Creditors may declare bankruptcy due to bad management. In this type of bankruptcy, a portion of the property is distributed to the creditors, and the debt is repaid with a fixed sum over time. Such cases are entitled to “conversion” and are treated as a reorganization.
In this type of bankruptcy, the individual’s possessions are distributed to creditors for repayment of debts. In contrast, assets are divided into two groups: investments with a high value and a low value. Assets with a high value must be sold by the trustee, who pays the creditors with the money obtained from selling these assets.
6. Repayment Plan
When a debtor gets back on its feet, it may file a repayment plan with the court. Creating a repayment plan allows debtors to repay creditors in installments. Creditors are not likely to be angry because they will receive their money back, and they can get more money than they usually get in bankruptcy proceedings.
Here Is What Happens When You File Bankruptcy Who Pays the Debt;
1. Tax Debts in Bankruptcy
The tax authority never wipes out your tax debts when you file for bankruptcy. If you can’t pay off your tax debts, you must arrange with the tax authority to pay a portion of the debt through a payment or installment plan. When you file bankruptcy, it doesn’t mean you owe less tax; you don’t have to repay them through taxes anymore. You will still be responsible for paying all your tax obligations even if the bankruptcy is successful.
2. Student Loans in Bankruptcy
If you have student loans in default, the lender is unlikely to forgive them. However, there are provisions to mitigate this situation and make it easier to clear up your debt. For example, you can opt for a discharge so that your student loans will not appear on your credit report when you file for bankruptcy, but this only works for certain federal loans. You need a personal hardship provision and a waiver for private student loans.
3. Credit Cards in Bankruptcy
Most of the time, creditors will not forgive debt in bankruptcy. However, there are situations where the basic rules do not apply. Suppose you have a specific type of debt, such as medical bills and credit card debt.

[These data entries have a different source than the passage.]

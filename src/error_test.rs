use std::error::Error as _;

use super::*;

#[test]
fn not_found_is_recognized() {
    assert!(StoreError::NotFound.is_not_found());
    assert!(!StoreError::Unavailable("offline".into()).is_not_found());
}

#[test]
fn permission_denied_names_the_record() {
    let err = StoreError::PermissionDenied { collection: "users".into(), id: "u1".into() };
    assert_eq!(err.to_string(), "permission denied reading users/u1");
}

#[test]
fn profile_error_exposes_store_source() {
    let err = GateError::Profile { identity_id: "u1".into(), source: StoreError::Unavailable("offline".into()) };
    assert!(err.to_string().contains("u1"));
    let source = err.source().unwrap();
    assert_eq!(source.to_string(), "document store unavailable: offline");
}

#[test]
fn sign_out_error_wraps_auth_error() {
    let err = GateError::SignOut(AuthError::SignOutRejected("network".into()));
    assert_eq!(err.to_string(), "idle sign-out failed: sign-out rejected: network");
}
//! Collaborator interfaces consumed by the gate.
//!
//! SYSTEM CONTEXT
//! ==============
//! Identity and profile changes arrive as pushes from external services.
//! Each subscription hands back a [`Subscription`] whose release is the only
//! way to stop delivery, so listener lifetimes are explicit and a gate that
//! switches identities can prove the old listener is gone.

#[cfg(test)]
#[path = "provider_test.rs"]
mod provider_test;

use async_trait::async_trait;

use crate::error::{AuthError, GateError, StoreError};
use crate::session::Session;

/// Push callback registered with a provider.
pub type Listener<T> = Box<dyn Fn(T) + Send + Sync + 'static>;

/// Result delivered for one document read: `Ok(None)` means not found.
pub type DocumentResult = Result<Option<serde_json::Value>, StoreError>;

/// Unsubscribe handle. Releasing it (explicitly or on drop) runs the
/// provider's cancel hook exactly once.
#[must_use = "dropping a Subscription unsubscribes immediately"]
pub struct Subscription {
    cancel: Option<Box<dyn FnOnce() + Send>>,
}

impl Subscription {
    pub fn new(cancel: impl FnOnce() + Send + 'static) -> Self {
        Self { cancel: Some(Box::new(cancel)) }
    }

    /// A handle with nothing to release.
    pub fn noop() -> Self {
        Self { cancel: None }
    }

    pub fn unsubscribe(mut self) {
        self.release();
    }

    fn release(&mut self) {
        if let Some(cancel) = self.cancel.take() {
            cancel();
        }
    }
}

impl Drop for Subscription {
    fn drop(&mut self) {
        self.release();
    }
}

impl std::fmt::Debug for Subscription {
    fn fmt(&self, f: &mut std::fmt::Formatter<'_>) -> std::fmt::Result {
        f.debug_struct("Subscription")
            .field("active", &self.cancel.is_some())
            .finish()
    }
}

/// Sign-in state source.
#[async_trait]
pub trait IdentityProvider: Send + Sync {
    /// Register for session changes (sign-in, sign-out, token refresh).
    /// Providers deliver the current state once settled.
    fn subscribe(&self, listener: Listener<Result<Session, AuthError>>) -> Subscription;

    /// End the current session.
    async fn sign_out(&self) -> Result<(), AuthError>;
}

/// Realtime single-record reads.
pub trait DocumentStore {
    fn subscribe(&self, collection: &str, id: &str, listener: Listener<DocumentResult>) -> Subscription;
}

/// Client-side navigation.
pub trait Router {
    /// Navigate without adding a history entry.
    fn replace(&self, path: &str);
}

/// Out-of-band error sink; never shown to the end user.
pub trait ErrorReporter {
    fn report(&self, error: &GateError);
}

/// Reports through `tracing` at error level.
#[derive(Clone, Copy, Debug, Default)]
pub struct TracingReporter;

impl ErrorReporter for TracingReporter {
    fn report(&self, error: &GateError) {
        tracing::error!(error = %error, "session gate error");
    }
}
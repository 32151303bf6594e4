mod config;
mod routes;

use config::ServerConfig;

#[derive(Debug, thiserror::Error)]
enum ServerError {
    #[error("{0}")]
    Config(String),
    #[error("server i/o: {0}")]
    Io(#[from] std::io::Error),
}

#[tokio::main]
async fn main() -> Result<(), ServerError> {
    // A missing .env is normal outside local development.
    let _ = dotenvy::dotenv();
    tracing_subscriber::fmt::init();

    let config = ServerConfig::from_env();
    let app = routes::app().map_err(ServerError::Config)?;
    let listener = tokio::net::TcpListener::bind(config.bind_addr()).await?;

    tracing::info!(port = config.port, "funb listening");
    axum::serve(listener, app).await?;
    Ok(())
}
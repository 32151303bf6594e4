//! Page modules for route-level screens.
//!
//! ARCHITECTURE
//! ============
//! Pages never check auth themselves; `AuthGate` has already decided they
//! may render. Each page owns only its own form state.

pub mod account;
pub mod admin_dashboard;
pub mod home;
pub mod login;
pub mod signup;
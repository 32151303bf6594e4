//! # client
//!
//! Leptos + WASM front end for the FunB course platform.
//!
//! Every route renders inside `AuthGate`, which binds the `funb-gate`
//! controller to reactive state. Browser adapters for the identity
//! provider, profile documents, and router live in `util::auth`.

pub mod app;
pub mod components;
pub mod net;
pub mod pages;
pub mod state;
pub mod util;

/// WASM entry point: hydrate the server-rendered shell.
#[cfg(feature = "hydrate")]
#[wasm_bindgen::prelude::wasm_bindgen]
pub fn hydrate() {
    console_error_panic_hook::set_once();
    let _ = console_log::init_with_level(log::Level::Info);
    leptos::mount::hydrate_body(app::App);
}
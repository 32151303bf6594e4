use std::sync::Arc;
use std::sync::atomic::{AtomicUsize, Ordering};

use super::*;

fn counting_subscription(count: &Arc<AtomicUsize>) -> Subscription {
    let count = Arc::clone(count);
    Subscription::new(move || {
        count.fetch_add(1, Ordering::SeqCst);
    })
}

#[test]
fn unsubscribe_runs_cancel_once() {
    let count = Arc::new(AtomicUsize::new(0));
    counting_subscription(&count).unsubscribe();
    assert_eq!(count.load(Ordering::SeqCst), 1);
}

#[test]
fn drop_runs_cancel_once() {
    let count = Arc::new(AtomicUsize::new(0));
    {
        let _sub = counting_subscription(&count);
    }
    assert_eq!(count.load(Ordering::SeqCst), 1);
}

#[test]
fn noop_subscription_reports_inactive() {
    let sub = Subscription::noop();
    assert!(format!("{sub:?}").contains("active: false"));
    sub.unsubscribe();
}

#[test]
fn tracing_reporter_accepts_errors() {
    TracingReporter.report(&GateError::Identity(AuthError::Unavailable("offline".into())));
}
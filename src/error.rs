//! Error types for the gate and its collaborators.
//!
//! ERROR HANDLING
//! ==============
//! None of these errors are fatal to rendering. Identity errors degrade to a
//! signed-out session, profile errors degrade to the `customer` role, and
//! sign-out errors leave the client session in place until the next reload.
//! All of them flow to an `ErrorReporter` rather than the end user.

#[cfg(test)]
#[path = "error_test.rs"]
mod error_test;

/// Failure reported by the identity provider.
#[derive(Debug, Clone, PartialEq, Eq, thiserror::Error)]
pub enum AuthError {
    #[error("identity provider unavailable: {0}")]
    Unavailable(String),
    #[error("sign-out rejected: {0}")]
    SignOutRejected(String),
}

/// Failure reported by the document store for a single record.
#[derive(Debug, Clone, PartialEq, Eq, thiserror::Error)]
pub enum StoreError {
    #[error("document not found")]
    NotFound,
    #[error("permission denied reading {collection}/{id}")]
    PermissionDenied { collection: String, id: String },
    #[error("document store unavailable: {0}")]
    Unavailable(String),
    #[error("malformed document: {0}")]
    Decode(String),
}

impl StoreError {
    /// The well-known "record absent" outcome, which is not an error for profiles.
    #[must_use]
    pub fn is_not_found(&self) -> bool {
        matches!(self, Self::NotFound)
    }
}

/// Errors surfaced to the out-of-band reporter.
#[derive(Debug, Clone, PartialEq, Eq, thiserror::Error)]
pub enum GateError {
    #[error("identity load failed: {0}")]
    Identity(#[source] AuthError),
    #[error("profile load failed for {identity_id}: {source}")]
    Profile {
        identity_id: String,
        #[source]
        source: StoreError,
    },
    #[error("idle sign-out failed: {0}")]
    SignOut(#[source] AuthError),
}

In that case, you may be able to place a “PAYE” or “Pay as you Earn” order with your creditors so that your creditors will stop charging you interest payments on assets that are exempt from bankruptcy.

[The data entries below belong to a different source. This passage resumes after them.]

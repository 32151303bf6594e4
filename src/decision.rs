//! Route authorization decision table.
//!
//! DESIGN
//! ======
//! Rules are data: an ordered list of condition sets paired with an action.
//! The first rule whose conditions all hold decides; falling through means
//! the page may render. New protected areas are added with `RuleSet::push`
//! instead of another branch in the gate.
//!
//! The evaluation is pure. It must only be called once every input has
//! settled; the gate owns that check.

#[cfg(test)]
#[path = "decision_test.rs"]
mod decision_test;

use crate::config::GateConfig;
use crate::route::{Area, Location, login_redirect};
use crate::session::Role;

/// Settled inputs to one evaluation.
#[derive(Clone, Copy, Debug)]
pub struct DecisionInput<'a> {
    pub signed_in: bool,
    pub role: Role,
    pub location: &'a Location,
}

/// Outcome of evaluating the rule set.
#[derive(Clone, Debug, PartialEq, Eq)]
pub enum Decision {
    Authorized,
    Redirect(String),
}

impl Decision {
    #[must_use]
    pub fn is_authorized(&self) -> bool {
        matches!(self, Self::Authorized)
    }

    #[must_use]
    pub fn redirect_target(&self) -> Option<&str> {
        match self {
            Self::Authorized => None,
            Self::Redirect(target) => Some(target),
        }
    }
}

#[derive(Clone, Copy, Debug, PartialEq, Eq)]
pub enum Condition {
    SignedOut,
    SignedIn,
    InArea(Area),
    RoleIs(Role),
    RoleIsNot(Role),
}

impl Condition {
    fn holds(self, input: &DecisionInput<'_>, config: &GateConfig) -> bool {
        match self {
            Self::SignedOut => !input.signed_in,
            Self::SignedIn => input.signed_in,
            Self::InArea(area) => area.contains(config, &input.location.path),
            Self::RoleIs(role) => input.role == role,
            Self::RoleIsNot(role) => input.role != role,
        }
    }
}

#[derive(Clone, Copy, Debug, PartialEq, Eq)]
pub enum Action {
    /// Send to the login page carrying the current path as `redirect`.
    LoginWithReturn,
    /// Honor a local `redirect` query value, else the role's home.
    PostLogin,
    AccountHome,
    AdminHome,
}

impl Action {
    fn target(self, input: &DecisionInput<'_>, config: &GateConfig) -> String {
        match self {
            Self::LoginWithReturn => login_redirect(config, &input.location.path),
            Self::PostLogin => input
                .location
                .return_path()
                .map_or_else(|| role_home(config, input.role).to_owned(), str::to_owned),
            Self::AccountHome => config.account_home.clone(),
            Self::AdminHome => config.admin_home.clone(),
        }
    }
}

fn role_home(config: &GateConfig, role: Role) -> &str {
    match role {
        Role::Admin => &config.admin_home,
        Role::Customer => &config.account_home,
    }
}

#[derive(Clone, Debug, PartialEq, Eq)]
pub struct Rule {
    pub name: &'static str,
    pub when: Vec<Condition>,
    pub then: Action,
}

impl Rule {
    #[must_use]
    pub fn new(name: &'static str, when: impl Into<Vec<Condition>>, then: Action) -> Self {
        Self { name, when: when.into(), then }
    }

    fn matches(&self, input: &DecisionInput<'_>, config: &GateConfig) -> bool {
        self.when.iter().all(|c| c.holds(input, config))
    }
}

/// Ordered rules, first match wins.
#[derive(Clone, Debug, PartialEq, Eq)]
pub struct RuleSet {
    rules: Vec<Rule>,
}

impl Default for RuleSet {
    fn default() -> Self {
        use Condition::{InArea, RoleIs, RoleIsNot, SignedIn, SignedOut};

        Self {
            rules: vec![
                Rule::new("signed-out-admin", [SignedOut, InArea(Area::Admin)], Action::LoginWithReturn),
                Rule::new("signed-out-account", [SignedOut, InArea(Area::Account)], Action::LoginWithReturn),
                Rule::new("signed-in-auth-page", [SignedIn, InArea(Area::Auth)], Action::PostLogin),
                Rule::new(
                    "non-admin-in-admin",
                    [SignedIn, InArea(Area::Admin), RoleIsNot(Role::Admin)],
                    Action::AccountHome,
                ),
                Rule::new(
                    "admin-in-account",
                    [SignedIn, InArea(Area::Account), RoleIs(Role::Admin)],
                    Action::AdminHome,
                ),
            ],
        }
    }
}

impl RuleSet {
    #[must_use]
    pub fn empty() -> Self {
        Self { rules: Vec::new() }
    }

    /// Append a rule after the existing ones.
    pub fn push(&mut self, rule: Rule) {
        self.rules.push(rule);
    }

    #[must_use]
    pub fn rules(&self) -> &[Rule] {
        &self.rules
    }

    #[must_use]
    pub fn evaluate(&self, input: &DecisionInput<'_>, config: &GateConfig) -> Decision {
        match self.rules.iter().find(|rule| rule.matches(input, config)) {
            Some(rule) => {
                let target = rule.then.target(input, config);
                tracing::trace!(rule = rule.name, %target, "route rule matched");
                Decision::Redirect(target)
            }
            None => Decision::Authorized,
        }
    }
}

4. Auto Loans and Mortgage Debt in Bankruptcy
When you file for Chapter 7 bankruptcy, all of your secured debts are typically discharged. For example, if you have a car loan or you have taken out a home mortgage, there is a chance that both your car lender and your home mortgage lender will give up their claim to the collateral.

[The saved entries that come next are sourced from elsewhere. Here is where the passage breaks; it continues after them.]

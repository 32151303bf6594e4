//! Response DTOs for the identity service.
//!
//! DESIGN
//! ======
//! Kept separate from `funb_gate::Identity` so the wire shape can drift
//! (field renames, extra fields) without touching the gate.

#[cfg(test)]
#[path = "types_test.rs"]
mod types_test;

use serde::{Deserialize, Serialize};

use funb_gate::Identity;

/// Authenticated user as returned by `/api/auth/me`.
#[derive(Clone, Debug, PartialEq, Eq, Serialize, Deserialize)]
pub struct User {
    pub id: String,
    #[serde(default)]
    pub name: Option<String>,
    #[serde(default)]
    pub email: Option<String>,
}

impl From<User> for Identity {
    fn from(user: User) -> Self {
        Self { id: user.id, display_name: user.name, email: user.email }
    }
}

/// Credentials body for password sign-in and sign-up.
#[derive(Clone, Debug, Serialize)]
pub struct Credentials<'a> {
    pub email: &'a str,
    pub password: &'a str,
}
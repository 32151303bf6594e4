use super::*;

#[test]
fn validate_credentials_trims_email() {
    assert_eq!(
        validate_credentials("  ada@example.com ", "secret"),
        Ok(("ada@example.com".to_owned(), "secret".to_owned()))
    );
}

#[test]
fn validate_credentials_keeps_password_whitespace() {
    assert_eq!(
        validate_credentials("ada@example.com", " pw "),
        Ok(("ada@example.com".to_owned(), " pw ".to_owned()))
    );
}

#[test]
fn validate_credentials_requires_both_fields() {
    assert_eq!(validate_credentials("   ", "secret"), Err("Enter both email and password."));
    assert_eq!(validate_credentials("ada@example.com", ""), Err("Enter both email and password."));
}

#[test]
fn validate_credentials_rejects_email_without_at() {
    assert_eq!(validate_credentials("ada", "secret"), Err("Enter a valid email address."));
}
//! Signed-in account page with a sign-out control.

use leptos::prelude::*;

use crate::state::auth::AuthState;

#[component]
pub fn AccountPage() -> impl IntoView {
    let auth = expect_context::<RwSignal<AuthState>>();
    let info = RwSignal::new(String::new());
    let busy = RwSignal::new(false);
    #[cfg(feature = "hydrate")]
    let identity = expect_context::<crate::util::auth::BrowserIdentity>();

    let on_sign_out = move |_| {
        if busy.get() {
            return;
        }
        busy.set(true);

        #[cfg(feature = "hydrate")]
        {
            use funb_gate::provider::IdentityProvider;

            let identity = identity.clone();
            leptos::task::spawn_local(async move {
                // On success the gate redirects away from this page.
                if let Err(e) = identity.sign_out().await {
                    info.set(format!("Sign out failed: {e}"));
                }
                busy.set(false);
            });
        }
    };

    let name = move || auth.with(AuthState::display_name).unwrap_or_default();
    let email = move || auth.with(|state| state.identity().and_then(|identity| identity.email.clone()));

    view! {
        <div class="account-page">
            <h1>"Your account"</h1>
            <p class="account-page__name">{name}</p>
            {move || email().map(|email| view! { <p class="account-page__email">{email}</p> })}
            <button class="account-page__sign-out" on:click=on_sign_out disabled=move || busy.get()>
                "Sign out"
            </button>
            <Show when=move || !info.get().is_empty()>
                <p class="account-page__message">{move || info.get()}</p>
            </Show>
        </div>
    }
}
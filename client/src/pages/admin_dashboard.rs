//! Admin landing page. Only reachable once the gate has seen an admin role.

use leptos::prelude::*;

use crate::state::auth::AuthState;

#[component]
pub fn AdminDashboardPage() -> impl IntoView {
    let auth = expect_context::<RwSignal<AuthState>>();
    let name = move || auth.with(AuthState::display_name).unwrap_or_default();

    view! {
        <div class="admin-page">
            <h1>"Admin dashboard"</h1>
            <p>"Signed in as " {name}</p>
            <nav class="admin-page__nav">
                <a href="/">"Site home"</a>
            </nav>
        </div>
    }
}
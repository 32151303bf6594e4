//! Reusable UI components.
//!
//! SYSTEM CONTEXT
//! ==============
//! `auth_gate` wraps every routed page; `idle_sign_out` runs once per app
//! and renders nothing.

pub mod auth_gate;
pub mod idle_sign_out;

5. Property Taxes and Governmental Debts in Bankruptcy
Most of the time, property taxes and governmental debts are exempt from discharge in bankruptcy. This is because the debtor will pay the same creditor through taxes, fines, penalties, and assessments. These debts may be included in default if the debtor can prove to a judge that they are repaying other debts through taxes, fines, penalties, and assessment.
6. Unsecured Debt in Bankruptcy
When you file for bankruptcy, the creditor (whether a bank or a credit card company) must give you the information they hold on the debt. This means that if they have a copy of your account statement or they can prove to the court that you owe them money, that debt will not be dischargeable in bankruptcy.
Filling for bankruptcy is not easy and also not cost-free. You should be aware of the legal requirements and be prepared to face the creditors and negotiate a repayment plan with them. But remember that some debts are not dischargeable in any bankruptcy case, and you will have to pay for them.